Stored data entries:
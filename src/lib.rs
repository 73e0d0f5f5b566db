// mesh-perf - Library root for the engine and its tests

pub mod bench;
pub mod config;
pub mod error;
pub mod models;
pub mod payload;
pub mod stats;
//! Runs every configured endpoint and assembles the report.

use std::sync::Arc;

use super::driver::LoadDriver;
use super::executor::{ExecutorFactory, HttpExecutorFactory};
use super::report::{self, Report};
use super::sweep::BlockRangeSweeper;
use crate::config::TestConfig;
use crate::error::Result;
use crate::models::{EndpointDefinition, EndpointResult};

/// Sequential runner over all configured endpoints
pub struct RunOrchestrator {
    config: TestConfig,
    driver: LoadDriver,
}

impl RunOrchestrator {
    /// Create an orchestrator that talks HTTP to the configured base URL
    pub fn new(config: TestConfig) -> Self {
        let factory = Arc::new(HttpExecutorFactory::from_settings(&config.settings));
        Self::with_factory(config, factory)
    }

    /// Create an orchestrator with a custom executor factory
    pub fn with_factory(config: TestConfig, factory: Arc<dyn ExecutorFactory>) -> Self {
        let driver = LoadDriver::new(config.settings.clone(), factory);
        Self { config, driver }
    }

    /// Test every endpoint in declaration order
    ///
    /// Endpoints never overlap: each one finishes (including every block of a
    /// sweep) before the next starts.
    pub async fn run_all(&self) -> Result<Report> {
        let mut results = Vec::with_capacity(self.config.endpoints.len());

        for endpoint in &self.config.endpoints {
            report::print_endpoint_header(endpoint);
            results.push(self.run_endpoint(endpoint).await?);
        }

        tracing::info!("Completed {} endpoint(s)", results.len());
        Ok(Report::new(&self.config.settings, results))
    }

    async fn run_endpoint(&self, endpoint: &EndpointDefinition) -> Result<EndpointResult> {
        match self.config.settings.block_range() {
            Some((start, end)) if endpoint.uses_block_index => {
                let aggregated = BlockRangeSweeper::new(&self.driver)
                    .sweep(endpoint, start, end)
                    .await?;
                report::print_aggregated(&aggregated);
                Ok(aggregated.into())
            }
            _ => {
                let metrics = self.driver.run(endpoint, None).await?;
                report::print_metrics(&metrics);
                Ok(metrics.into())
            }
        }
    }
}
==
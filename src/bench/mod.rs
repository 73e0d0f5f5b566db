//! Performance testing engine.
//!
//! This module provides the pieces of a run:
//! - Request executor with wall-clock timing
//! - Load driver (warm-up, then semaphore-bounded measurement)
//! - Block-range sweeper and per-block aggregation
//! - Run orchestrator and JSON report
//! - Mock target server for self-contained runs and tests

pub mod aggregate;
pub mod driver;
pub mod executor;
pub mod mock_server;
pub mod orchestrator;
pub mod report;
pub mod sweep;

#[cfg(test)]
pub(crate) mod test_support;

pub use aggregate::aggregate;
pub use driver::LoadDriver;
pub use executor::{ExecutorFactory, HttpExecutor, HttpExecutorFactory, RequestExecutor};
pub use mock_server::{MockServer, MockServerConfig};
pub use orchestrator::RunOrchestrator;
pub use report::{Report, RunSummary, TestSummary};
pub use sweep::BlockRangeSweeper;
...
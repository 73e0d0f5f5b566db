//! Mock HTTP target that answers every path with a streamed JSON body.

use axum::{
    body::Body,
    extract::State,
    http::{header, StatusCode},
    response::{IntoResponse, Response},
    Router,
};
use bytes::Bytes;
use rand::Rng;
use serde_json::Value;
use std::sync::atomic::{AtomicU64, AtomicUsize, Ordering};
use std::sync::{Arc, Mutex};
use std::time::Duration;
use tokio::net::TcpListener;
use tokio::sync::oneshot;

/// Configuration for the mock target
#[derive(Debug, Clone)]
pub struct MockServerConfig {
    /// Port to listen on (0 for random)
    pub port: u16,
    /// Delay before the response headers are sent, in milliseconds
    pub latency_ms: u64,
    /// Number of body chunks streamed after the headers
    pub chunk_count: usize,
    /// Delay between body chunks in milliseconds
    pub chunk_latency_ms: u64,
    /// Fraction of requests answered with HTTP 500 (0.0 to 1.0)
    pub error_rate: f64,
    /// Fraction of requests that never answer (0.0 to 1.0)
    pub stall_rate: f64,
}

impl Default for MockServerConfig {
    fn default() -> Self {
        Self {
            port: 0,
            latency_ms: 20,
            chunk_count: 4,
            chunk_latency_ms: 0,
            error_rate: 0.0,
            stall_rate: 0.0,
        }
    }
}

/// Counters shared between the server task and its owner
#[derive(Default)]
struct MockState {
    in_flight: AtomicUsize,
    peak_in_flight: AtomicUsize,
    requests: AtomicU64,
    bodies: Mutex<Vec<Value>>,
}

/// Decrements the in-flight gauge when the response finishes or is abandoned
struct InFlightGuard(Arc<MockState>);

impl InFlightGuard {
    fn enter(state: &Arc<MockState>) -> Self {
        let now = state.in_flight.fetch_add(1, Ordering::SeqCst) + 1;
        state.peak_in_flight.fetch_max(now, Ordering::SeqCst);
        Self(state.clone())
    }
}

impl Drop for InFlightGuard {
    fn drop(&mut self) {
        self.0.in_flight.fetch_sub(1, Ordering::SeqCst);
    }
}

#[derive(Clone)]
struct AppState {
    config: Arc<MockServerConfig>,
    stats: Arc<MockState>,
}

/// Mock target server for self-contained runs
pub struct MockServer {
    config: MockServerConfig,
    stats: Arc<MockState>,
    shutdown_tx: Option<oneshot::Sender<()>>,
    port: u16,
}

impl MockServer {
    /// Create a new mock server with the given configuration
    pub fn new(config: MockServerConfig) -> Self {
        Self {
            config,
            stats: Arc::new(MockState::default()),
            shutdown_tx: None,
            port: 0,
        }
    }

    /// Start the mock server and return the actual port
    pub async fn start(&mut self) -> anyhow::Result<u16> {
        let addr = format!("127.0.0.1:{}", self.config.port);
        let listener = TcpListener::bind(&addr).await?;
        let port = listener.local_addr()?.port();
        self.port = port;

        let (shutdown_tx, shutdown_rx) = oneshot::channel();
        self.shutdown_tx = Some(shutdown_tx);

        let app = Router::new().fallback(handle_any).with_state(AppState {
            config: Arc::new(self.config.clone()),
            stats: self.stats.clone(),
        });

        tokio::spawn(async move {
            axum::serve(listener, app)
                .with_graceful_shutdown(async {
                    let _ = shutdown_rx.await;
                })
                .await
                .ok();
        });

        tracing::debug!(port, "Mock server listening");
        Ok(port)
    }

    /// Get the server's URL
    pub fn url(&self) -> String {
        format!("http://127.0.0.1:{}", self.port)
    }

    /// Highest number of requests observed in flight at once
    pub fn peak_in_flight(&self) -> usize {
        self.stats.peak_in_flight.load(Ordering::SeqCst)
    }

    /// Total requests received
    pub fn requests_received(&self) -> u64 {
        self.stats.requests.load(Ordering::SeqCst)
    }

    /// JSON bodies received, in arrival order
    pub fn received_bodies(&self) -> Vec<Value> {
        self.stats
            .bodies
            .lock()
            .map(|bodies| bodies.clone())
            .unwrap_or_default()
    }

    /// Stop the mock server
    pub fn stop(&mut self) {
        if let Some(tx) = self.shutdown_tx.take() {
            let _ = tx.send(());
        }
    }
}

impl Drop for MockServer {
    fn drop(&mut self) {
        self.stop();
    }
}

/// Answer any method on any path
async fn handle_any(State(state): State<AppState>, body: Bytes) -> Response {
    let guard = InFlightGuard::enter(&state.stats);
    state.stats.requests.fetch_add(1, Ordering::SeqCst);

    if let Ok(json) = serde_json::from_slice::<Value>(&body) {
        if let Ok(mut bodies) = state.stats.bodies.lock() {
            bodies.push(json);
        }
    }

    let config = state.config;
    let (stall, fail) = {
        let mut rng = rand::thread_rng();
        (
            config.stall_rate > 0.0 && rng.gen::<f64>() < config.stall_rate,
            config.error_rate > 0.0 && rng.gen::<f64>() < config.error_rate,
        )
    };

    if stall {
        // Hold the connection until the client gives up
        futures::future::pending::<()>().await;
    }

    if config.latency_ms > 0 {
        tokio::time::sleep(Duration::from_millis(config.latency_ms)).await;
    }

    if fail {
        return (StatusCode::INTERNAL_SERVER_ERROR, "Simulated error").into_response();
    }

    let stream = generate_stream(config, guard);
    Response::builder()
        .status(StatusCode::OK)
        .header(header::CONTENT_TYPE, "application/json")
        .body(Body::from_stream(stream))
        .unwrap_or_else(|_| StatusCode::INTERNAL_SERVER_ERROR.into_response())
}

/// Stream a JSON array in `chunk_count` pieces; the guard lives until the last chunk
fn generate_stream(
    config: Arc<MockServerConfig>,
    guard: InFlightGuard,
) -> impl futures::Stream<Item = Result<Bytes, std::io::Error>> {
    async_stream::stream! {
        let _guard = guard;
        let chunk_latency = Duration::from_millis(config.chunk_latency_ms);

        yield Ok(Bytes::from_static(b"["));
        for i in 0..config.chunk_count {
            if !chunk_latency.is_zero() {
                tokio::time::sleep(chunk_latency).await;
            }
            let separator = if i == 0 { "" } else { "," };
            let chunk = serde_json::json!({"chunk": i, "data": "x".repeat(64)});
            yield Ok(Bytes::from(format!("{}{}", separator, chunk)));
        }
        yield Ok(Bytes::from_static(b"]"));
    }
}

◆ TRY IT: Which lines of the data contain the string "Bytes"? Copy each one.

◆ ANSWER SPACE:
use bytes::Bytes;
async fn handle_any(State(state): State<AppState>, body: Bytes) -> Response {
) -> impl futures::Stream<Item = Result<Bytes, std::io::Error>> {
        yield Ok(Bytes::from_static(b"["));
            yield Ok(Bytes::from(format!("{}{}", separator, chunk)));
        yield Ok(Bytes::from_static(b"]"));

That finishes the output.